An in vivo study assessing the role of Msi-1 in BTB function and spermatogenesis by RNAi intratesticular injection. Msi-1–targeting siRNA duplexes and nontargeting duplexes were administered to each testis in adult mice as a single treatment. The knockdown efficiency, BTB-associated protein expression, biotin tracer experiment, and hematoxylin-eosin (HE) staining at 3, 5, 9, and 12 d postintratesticular injection, respectively. (A) Considerably more intense Msi-1 staining was observed in the Sertoli cells from testes transfected with nontargeting control (a) versus testes transfected with Msi-1–specific siRNA duplexes (b).
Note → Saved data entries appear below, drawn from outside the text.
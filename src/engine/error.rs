//! Indexer Errors
//!
//! Errors surfaced to the caller of the aggregation engine and the ingestor.

use crate::domain::{AmountError, DomainError, EventPosition};
use crate::store::StoreError;

/// Errors that abort processing of one event
#[derive(Debug, thiserror::Error)]
pub enum IndexerError {
    /// Event rejected before any store access
    #[error("Malformed event: {0}")]
    Malformed(#[from] DomainError),

    /// An aggregate total would exceed 128 bits
    #[error("Amount overflow on {aggregate_type} {id}: {source}")]
    Overflow {
        aggregate_type: &'static str,
        id: String,
        #[source]
        source: AmountError,
    },

    /// Event position is not after the committed checkpoint
    #[error("Out-of-order event {event_id} at {position}, checkpoint is {checkpoint}")]
    OutOfOrder {
        event_id: String,
        position: EventPosition,
        checkpoint: EventPosition,
    },

    #[error(transparent)]
    Store(#[from] StoreError),
}

impl IndexerError {
    /// Retrying the same event from the same position may succeed
    pub fn is_retryable(&self) -> bool {
        matches!(self, IndexerError::Store(e) if e.is_retryable())
    }

    /// Processing of the stream must halt
    pub fn is_fatal(&self) -> bool {
        matches!(
            self,
            IndexerError::Overflow { .. } | IndexerError::OutOfOrder { .. }
        )
    }
}

#[cfg(test)]
mod tests {
    use super::*;

    #[test]
    fn test_error_classification() {
        let malformed = IndexerError::from(DomainError::MissingField("employee"));
        assert!(!malformed.is_fatal());
        assert!(!malformed.is_retryable());

        let overflow = IndexerError::Overflow {
            aggregate_type: "Payee",
            id: "0xaa".to_string(),
            source: AmountError::Overflow { current: u128::MAX, delta: 1 },
        };
        assert!(overflow.is_fatal());
        assert!(overflow.to_string().contains("Payee 0xaa"));

        let store = IndexerError::from(StoreError::Unavailable("locked".to_string()));
        assert!(store.is_retryable());
        assert!(!store.is_fatal());
    }
}
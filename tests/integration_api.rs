//! API integration tests

use std::sync::Arc;

use axum::{
    body::Body,
    http::{Request, StatusCode},
    Router,
};
use http_body_util::BodyExt;
use serde_json::{json, Value};
use tower::util::ServiceExt;

use payroll_indexer::api::{self, middleware::hash_api_key, AppState};
use payroll_indexer::store::SqliteStore;

mod common;

async fn app(api_key: Option<&str>) -> Router {
    let pool = common::setup_test_db().await;
    let state = AppState::new(Arc::new(SqliteStore::new(pool)), api_key.map(hash_api_key));
    api::build_router(state)
}

async fn send(app: &Router, request: Request<Body>) -> (StatusCode, Value) {
    let response = app.clone().oneshot(request).await.unwrap();
    let status = response.status();
    let bytes = response.into_body().collect().await.unwrap().to_bytes();
    let body = serde_json::from_slice(&bytes).unwrap_or(Value::Null);
    (status, body)
}

fn get(uri: &str) -> Request<Body> {
    Request::builder().uri(uri).body(Body::empty()).unwrap()
}

fn post_events(events: Vec<Value>, api_key: Option<&str>) -> Request<Body> {
    let mut builder = Request::builder()
        .method("POST")
        .uri("/api/v1/events")
        .header("content-type", "application/json");
    if let Some(key) = api_key {
        builder = builder.header("X-API-Key", key);
    }
    builder
        .body(Body::from(json!({ "events": events }).to_string()))
        .unwrap()
}

#[tokio::test]
async fn test_health() {
    let app = app(None).await;

    let response = app.clone().oneshot(get("/health")).await.unwrap();
    assert_eq!(response.status(), StatusCode::OK);
    assert!(response.headers().contains_key("x-request-id"));
}

#[tokio::test]
async fn test_ingest_then_query_e2e() {
    let app = app(None).await;

    // 1. Ingest a batch with one malformed element and one redelivery
    let batch = vec![
        common::claim_json("0xAA", "1000", 1, 0, 0),
        common::claim_json("0xAA", "500", 2, 0, 2_592_000),
        json!({ "kind": "PayrollClaimed", "tx_hash": "0x01" }),
        common::claim_json("0xBB", "200", 3, 0, 2_592_000),
        common::claim_json("0xAA", "1000", 1, 0, 0),
        common::role_granted_json(4, 0),
    ];
    let (status, report) = send(&app, post_events(batch, None)).await;
    assert_eq!(status, StatusCode::OK);
    assert_eq!(report["applied"], 4);
    assert_eq!(report["duplicates"], 1);
    assert_eq!(report["rejected"][0]["index"], 2);

    // 2. Payee by address, any case
    let (status, payee) = send(&app, get("/api/v1/payees/0xaA")).await;
    assert_eq!(status, StatusCode::OK);
    assert_eq!(payee["address"], "0xaa");
    assert_eq!(payee["total_paid"], "1500");
    assert_eq!(payee["last_paid_at"], 2_592_000);

    let (_, payees) = send(&app, get("/api/v1/payees?limit=1&offset=1")).await;
    assert_eq!(payees.as_array().unwrap().len(), 1);
    assert_eq!(payees[0]["address"], "0xbb");

    // 3. Months
    let (_, months) = send(&app, get("/api/v1/months")).await;
    assert_eq!(months[0]["key"], 197001);
    assert_eq!(months[0]["total_cost"], "1000");
    assert_eq!(months[1]["key"], 197002);
    assert_eq!(months[1]["total_cost"], "700");

    let (status, month) = send(&app, get("/api/v1/months/197002")).await;
    assert_eq!(status, StatusCode::OK);
    assert_eq!(month["year"], 1970);
    assert_eq!(month["month"], 2);

    let (_, ranged) = send(&app, get("/api/v1/months?from=197002&to=197012")).await;
    assert_eq!(ranged.as_array().unwrap().len(), 1);

    // 4. Event log and checkpoint
    let (_, events) = send(&app, get("/api/v1/events?kind=RoleGranted")).await;
    assert_eq!(events["total"], 1);
    assert_eq!(events["events"][0]["kind"], "RoleGranted");

    let (_, all) = send(&app, get("/api/v1/events?limit=2")).await;
    assert_eq!(all["total"], 4);
    assert_eq!(all["events"].as_array().unwrap().len(), 2);

    let (_, checkpoint) = send(&app, get("/api/v1/checkpoint")).await;
    assert_eq!(checkpoint["checkpoint"]["block_number"], 4);
    assert_eq!(checkpoint["checkpoint"]["log_index"], 0);
}

#[tokio::test]
async fn test_not_found_and_bad_keys() {
    let app = app(None).await;

    let (status, body) = send(&app, get("/api/v1/payees/0xCC")).await;
    assert_eq!(status, StatusCode::NOT_FOUND);
    assert_eq!(body["error_code"], "payee_not_found");

    let (status, body) = send(&app, get("/api/v1/months/197001")).await;
    assert_eq!(status, StatusCode::NOT_FOUND);
    assert_eq!(body["error_code"], "month_not_found");

    let (status, body) = send(&app, get("/api/v1/months/197099")).await;
    assert_eq!(status, StatusCode::BAD_REQUEST);
    assert_eq!(body["error_code"], "invalid_month_key");

    let (status, body) = send(&app, get("/api/v1/months/9223372036854775901")).await;
    assert_eq!(status, StatusCode::BAD_REQUEST);
    assert_eq!(body["error_code"], "invalid_month_key");

    let (status, body) = send(&app, get("/api/v1/months?to=9223372036854775901")).await;
    assert_eq!(status, StatusCode::BAD_REQUEST);
    assert_eq!(body["error_code"], "invalid_month_key");

    let (status, body) = send(&app, get("/api/v1/payees/not-hex")).await;
    assert_eq!(status, StatusCode::BAD_REQUEST);
    assert_eq!(body["error_code"], "invalid_address");

    let (_, checkpoint) = send(&app, get("/api/v1/checkpoint")).await;
    assert!(checkpoint["checkpoint"].is_null());
}

#[tokio::test]
async fn test_out_of_order_batch_is_conflict() {
    let app = app(None).await;

    let first = vec![common::claim_json("0xAA", "1", 5, 0, 0)];
    let (status, _) = send(&app, post_events(first, None)).await;
    assert_eq!(status, StatusCode::OK);

    let batch = vec![
        common::claim_json("0xAA", "1", 6, 0, 0),
        common::claim_json("0xAA", "1", 4, 0, 0),
        common::claim_json("0xAA", "1", 7, 0, 0),
    ];
    let (status, body) = send(&app, post_events(batch, None)).await;
    assert_eq!(status, StatusCode::CONFLICT);
    assert_eq!(body["error_code"], "out_of_order");

    // The event before the halt stays committed, the one after is never applied
    let (_, payee) = send(&app, get("/api/v1/payees/0xAA")).await;
    assert_eq!(payee["total_paid"], "2");
}

#[tokio::test]
async fn test_oversized_position_is_rejected_not_halting() {
    let app = app(None).await;

    let mut oversized_number = common::claim_json("0xCC", "9", 1, 0, 0);
    oversized_number["block_number"] = json!(u64::MAX);

    let batch = vec![
        common::claim_json("0xAA", "5", 1, 0, u64::MAX),
        oversized_number,
        common::claim_json("0xBB", "7", 2, 0, 0),
    ];
    let (status, report) = send(&app, post_events(batch, None)).await;
    assert_eq!(status, StatusCode::OK);
    assert_eq!(report["applied"], 1);
    assert_eq!(report["rejected"].as_array().unwrap().len(), 2);
    assert_eq!(report["rejected"][0]["index"], 0);
    assert_eq!(report["rejected"][1]["index"], 1);

    let (status, payee) = send(&app, get("/api/v1/payees/0xBB")).await;
    assert_eq!(status, StatusCode::OK);
    assert_eq!(payee["total_paid"], "7");

    let (status, _) = send(&app, get("/api/v1/payees/0xAA")).await;
    assert_eq!(status, StatusCode::NOT_FOUND);
}

#[tokio::test]
async fn test_ingest_requires_api_key_when_configured() {
    let app = app(Some("secret-key")).await;
    let batch = vec![common::claim_json("0xAA", "1", 1, 0, 0)];

    let (status, body) = send(&app, post_events(batch.clone(), None)).await;
    assert_eq!(status, StatusCode::UNAUTHORIZED);
    assert_eq!(body["error_code"], "invalid_api_key");

    let (status, _) = send(&app, post_events(batch.clone(), Some("wrong"))).await;
    assert_eq!(status, StatusCode::UNAUTHORIZED);

    let (status, report) = send(&app, post_events(batch, Some("secret-key"))).await;
    assert_eq!(status, StatusCode::OK);
    assert_eq!(report["applied"], 1);

    // Reads stay open
    let (status, _) = send(&app, get("/api/v1/payees")).await;
    assert_eq!(status, StatusCode::OK);
}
Scale bars: 20 μm. (B) Histogram summarizing immunoblotting results of Msi-1 and normalized against β-tubulin. Each bar represents the mean ± SD of n = 3 experiments. *, p < 0.05. (C) Paraffin sections were used to study changes in the expression of β-catenin (a and b) and claudin-11 (c and d) after Msi-1 knockdown in vivo. The boxed area was randomly selected. Scale bars: 20 μm. (D) The protein levels of β-catenin and claudin-11 in nontargeting control and Msi-1 knockdown testes. β-tubulin served as a loading control. (E) Histogram summarizing selected immunoblotting results in D and normalized against β-tubulin. Each bar represents the mean ± SD of n = 3 experiments. *, p < 0.05. (F) We injected a biotin tracer into the testes of live anesthetized mice (n = 3) and examined the subsequent changes in BTB integrity after siRNA duplexes injection. (G) HE staining showed that the continuous process of spermatogenesis was seriously disrupted after Msi-1 knockdown in vivo. Scale bars: 80 μm.